Numerical experiments suggests that one cannot do better than $1 / \sqrt{\pi x}$ (or one of the equivalent variants, the set of minimizers appears to be quite large). Here is a plot of three minimizers obtained numerically for the discrete analogue of the problem on $\{0, 1, 2, \ldots, n - 1\}$ with $n = 75$. These minimizers were found by Mathematica with three different numerical optimization methods (blue: "DifferentialEvolution", yellow: "NelderMead", green: "SimmulatedAnnealing"). The corresponding norms are 1.12145, 1.12842, 1.1265, respectively.

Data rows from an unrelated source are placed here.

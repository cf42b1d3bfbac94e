//! Application layer containing the payment orchestration logic.
//!
//! `PaymentOrchestrator` is the entry point for spending from a wallet,
//! `Reconciler` settles whatever the synchronous path had to defer, and
//! `WalletService` serves balance and history reads.

pub mod orchestrator;
pub mod reconciler;
pub mod wallet;
use crate::config::EngineConfig;
use crate::domain::gateway::{GatewayOutcome, GatewayRequest};
use crate::domain::ports::{GatewayAdapterRef, LedgerStoreRef, ReconciliationQueueRef, Reservation};
use crate::domain::reconciliation::{ReconciliationEntry, RequiredAction};
use crate::domain::transaction::{
    PaymentCommand, PublicStatus, Settlement, Transaction, TransactionId, TransactionStatus,
};
use crate::error::{PaymentError, Result};
use std::time::Duration;
use tracing::{debug, error, info, warn};

/// What a caller gets back for a settled payment.
#[derive(Debug, Clone, PartialEq, Eq)]
pub struct PaymentReceipt {
    pub transaction_id: TransactionId,
    pub status: PublicStatus,
    pub provider_reference: Option<String>,
}

/// Drives a payment from reservation to a terminal or reconciling state.
///
/// `PaymentOrchestrator` holds no mutable state of its own: balance checks and
/// status changes go through the ledger store's atomic primitives, so any
/// number of orchestrators may share one store.
pub struct PaymentOrchestrator {
    flow: SettlementFlow,
}

impl PaymentOrchestrator {
    /// Creates a new `PaymentOrchestrator` instance.
    ///
    /// # Arguments
    ///
    /// * `ledger` - The store holding wallets and transactions.
    /// * `gateway` - The settlement provider capability.
    /// * `reconciliation` - Where deferred work is handed off.
    /// * `config` - Supplies the gateway timeout.
    pub fn new(
        ledger: LedgerStoreRef,
        gateway: GatewayAdapterRef,
        reconciliation: ReconciliationQueueRef,
        config: &EngineConfig,
    ) -> Self {
        Self {
            flow: SettlementFlow {
                ledger,
                gateway,
                reconciliation,
                gateway_timeout: config.gateway_timeout,
            },
        }
    }

    /// Submits a payment.
    ///
    /// Returns a receipt only when the payment settled. Business rejections
    /// (`InsufficientFunds`, `GatewayRejected`) are final; `GatewayIndeterminate`
    /// and `FinalizationFailed` mean the reconciliation path now owns the
    /// transaction and the caller should check back rather than resubmit.
    ///
    /// Once the reservation exists the rest of the flow runs on its own task,
    /// so dropping the returned future does not abandon the reserved funds.
    pub async fn submit_payment(&self, command: PaymentCommand) -> Result<PaymentReceipt> {
        let reservation = self.flow.ledger.reserve_and_create(&command).await?;

        let tx = match reservation {
            Reservation::Existing(tx) => {
                info!(
                    transaction_id = %tx.id,
                    user_id = tx.user_id,
                    idempotency_key = %command.idempotency_key,
                    status = %tx.status,
                    "Idempotent replay, returning existing transaction"
                );
                return replay(tx);
            }
            Reservation::Created(tx) => tx,
        };

        info!(
            transaction_id = %tx.id,
            user_id = tx.user_id,
            amount = %tx.amount,
            method = %tx.method,
            "Funds reserved"
        );

        let flow = self.flow.clone();
        let transaction_id = tx.id;
        tokio::spawn(async move { flow.settle(tx).await })
            .await
            .map_err(|e| {
                error!(
                    transaction_id = %transaction_id,
                    error = %e,
                    "Settlement task aborted with a reservation outstanding"
                );
                PaymentError::InternalError(Box::new(e))
            })?
    }
}

#[derive(Clone)]
struct SettlementFlow {
    ledger: LedgerStoreRef,
    gateway: GatewayAdapterRef,
    reconciliation: ReconciliationQueueRef,
    gateway_timeout: Duration,
}

impl SettlementFlow {
    /// RESERVED -> SUBMITTED -> {SETTLED, COMPENSATED, RECONCILING}
    async fn settle(&self, tx: Transaction) -> Result<PaymentReceipt> {
        let request = GatewayRequest::from(&tx);
        let outcome = match tokio::time::timeout(self.gateway_timeout, self.gateway.submit(&request))
            .await
        {
            Ok(outcome) => outcome,
            Err(_) => GatewayOutcome::Indeterminate {
                reason: format!("gateway timed out after {:?}", self.gateway_timeout),
            },
        };
        debug!(transaction_id = %tx.id, outcome = ?outcome, "Gateway responded");

        match outcome {
            GatewayOutcome::Accepted { provider_reference } => {
                self.settle_accepted(&tx, provider_reference).await
            }
            GatewayOutcome::Rejected { reason } => self.compensate(&tx, reason).await,
            GatewayOutcome::Indeterminate { reason } => {
                warn!(
                    transaction_id = %tx.id,
                    reason = %reason,
                    "Gateway outcome indeterminate, deferring to reconciliation"
                );
                self.hand_off(ReconciliationEntry::new(
                    tx.id,
                    RequiredAction::QueryGateway,
                    reason.clone(),
                ))
                .await;
                Err(PaymentError::GatewayIndeterminate {
                    transaction_id: tx.id,
                    reason,
                })
            }
        }
    }

    async fn settle_accepted(
        &self,
        tx: &Transaction,
        provider_reference: String,
    ) -> Result<PaymentReceipt> {
        let settlement = Settlement::Succeeded {
            provider_reference: provider_reference.clone(),
        };
        match self.ledger.finalize(tx.id, settlement).await {
            Ok(_)
            | Err(PaymentError::AlreadyFinalized {
                status: TransactionStatus::Success,
                ..
            }) => {
                info!(
                    transaction_id = %tx.id,
                    provider_reference = %provider_reference,
                    "Payment settled"
                );
                Ok(PaymentReceipt {
                    transaction_id: tx.id,
                    status: PublicStatus::Success,
                    provider_reference: Some(provider_reference),
                })
            }
            Err(e) => {
                // Funds stay reserved; never resubmit, confirm with the gateway later.
                error!(
                    transaction_id = %tx.id,
                    error = %e,
                    "Gateway accepted but settlement could not be recorded"
                );
                self.hand_off(
                    ReconciliationEntry::new(
                        tx.id,
                        RequiredAction::ConfirmSettlement,
                        e.to_string(),
                    )
                    .with_provider_reference(provider_reference),
                )
                .await;
                Err(PaymentError::FinalizationFailed {
                    transaction_id: tx.id,
                    reason: e.to_string(),
                })
            }
        }
    }

    async fn compensate(&self, tx: &Transaction, reason: String) -> Result<PaymentReceipt> {
        let settlement = Settlement::Failed {
            reason: reason.clone(),
        };
        match self.ledger.finalize(tx.id, settlement).await {
            Ok(_) => {
                info!(
                    transaction_id = %tx.id,
                    reason = %reason,
                    "Payment rejected, reservation credited back"
                );
            }
            Err(e) => {
                warn!(
                    transaction_id = %tx.id,
                    error = %e,
                    "Credit-back failed, handing off to reconciliation"
                );
                self.hand_off(ReconciliationEntry::new(
                    tx.id,
                    RequiredAction::Compensate,
                    reason.clone(),
                ))
                .await;
                if let Err(mark_err) = self.ledger.mark_reconciling(tx.id).await {
                    error!(
                        transaction_id = %tx.id,
                        error = %mark_err,
                        "Could not mark transaction as reconciling"
                    );
                }
            }
        }
        Err(PaymentError::GatewayRejected {
            transaction_id: tx.id,
            reason,
        })
    }

    /// A failed enqueue is only logged: the reconciler's ledger sweep picks the
    /// row up once it goes stale.
    async fn hand_off(&self, entry: ReconciliationEntry) {
        let transaction_id = entry.transaction_id;
        let action = entry.action;
        if let Err(e) = self.reconciliation.enqueue(entry).await {
            error!(
                transaction_id = %transaction_id,
                action = %action,
                error = %e,
                "Failed to enqueue reconciliation entry"
            );
        }
    }
}

/// Answers a retried command from the stored transaction without touching the
/// gateway again.
fn replay(tx: Transaction) -> Result<PaymentReceipt> {
    match tx.status {
        TransactionStatus::Success => Ok(PaymentReceipt {
            transaction_id: tx.id,
            status: PublicStatus::Success,
            provider_reference: tx.provider_reference,
        }),
        TransactionStatus::Failed => Err(PaymentError::GatewayRejected {
            transaction_id: tx.id,
            reason: tx
                .failure_reason
                .unwrap_or_else(|| "previously rejected".to_string()),
        }),
        TransactionStatus::Pending | TransactionStatus::Reconciling => {
            Err(PaymentError::GatewayIndeterminate {
                transaction_id: tx.id,
                reason: "payment is still being resolved".to_string(),
            })
        }
    }
}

enter image description here

Mathematica code:

n = 75; expr = Sum[x[i], {i, 0, n - 1}]/Sqrt[n]; constr = Join[ Table[Sum[x[j] x[i - j], {j, 0, i}] >= 1, {i, 0, n - 1}], Table[x[i] >= 0, {i, 0, n - 1}]]; vars = Table[x[i], {i, 0, n - 1}]; {min1, subst1} = NMinimize[{expr, constr}, vars, Method -> "DifferentialEvolution"]; {min2, subst2} = NMinimize[{expr, constr}, vars, Method -> "NelderMead"]; {min3, subst3} = NMinimize[{expr, constr}, vars, Method -> "SimulatedAnnealing"]; {min1, min2, min3} ListPlot[{vars /. subst1, vars /. subst2, vars /. subst3}, Joined -> True, PlotRange -> All]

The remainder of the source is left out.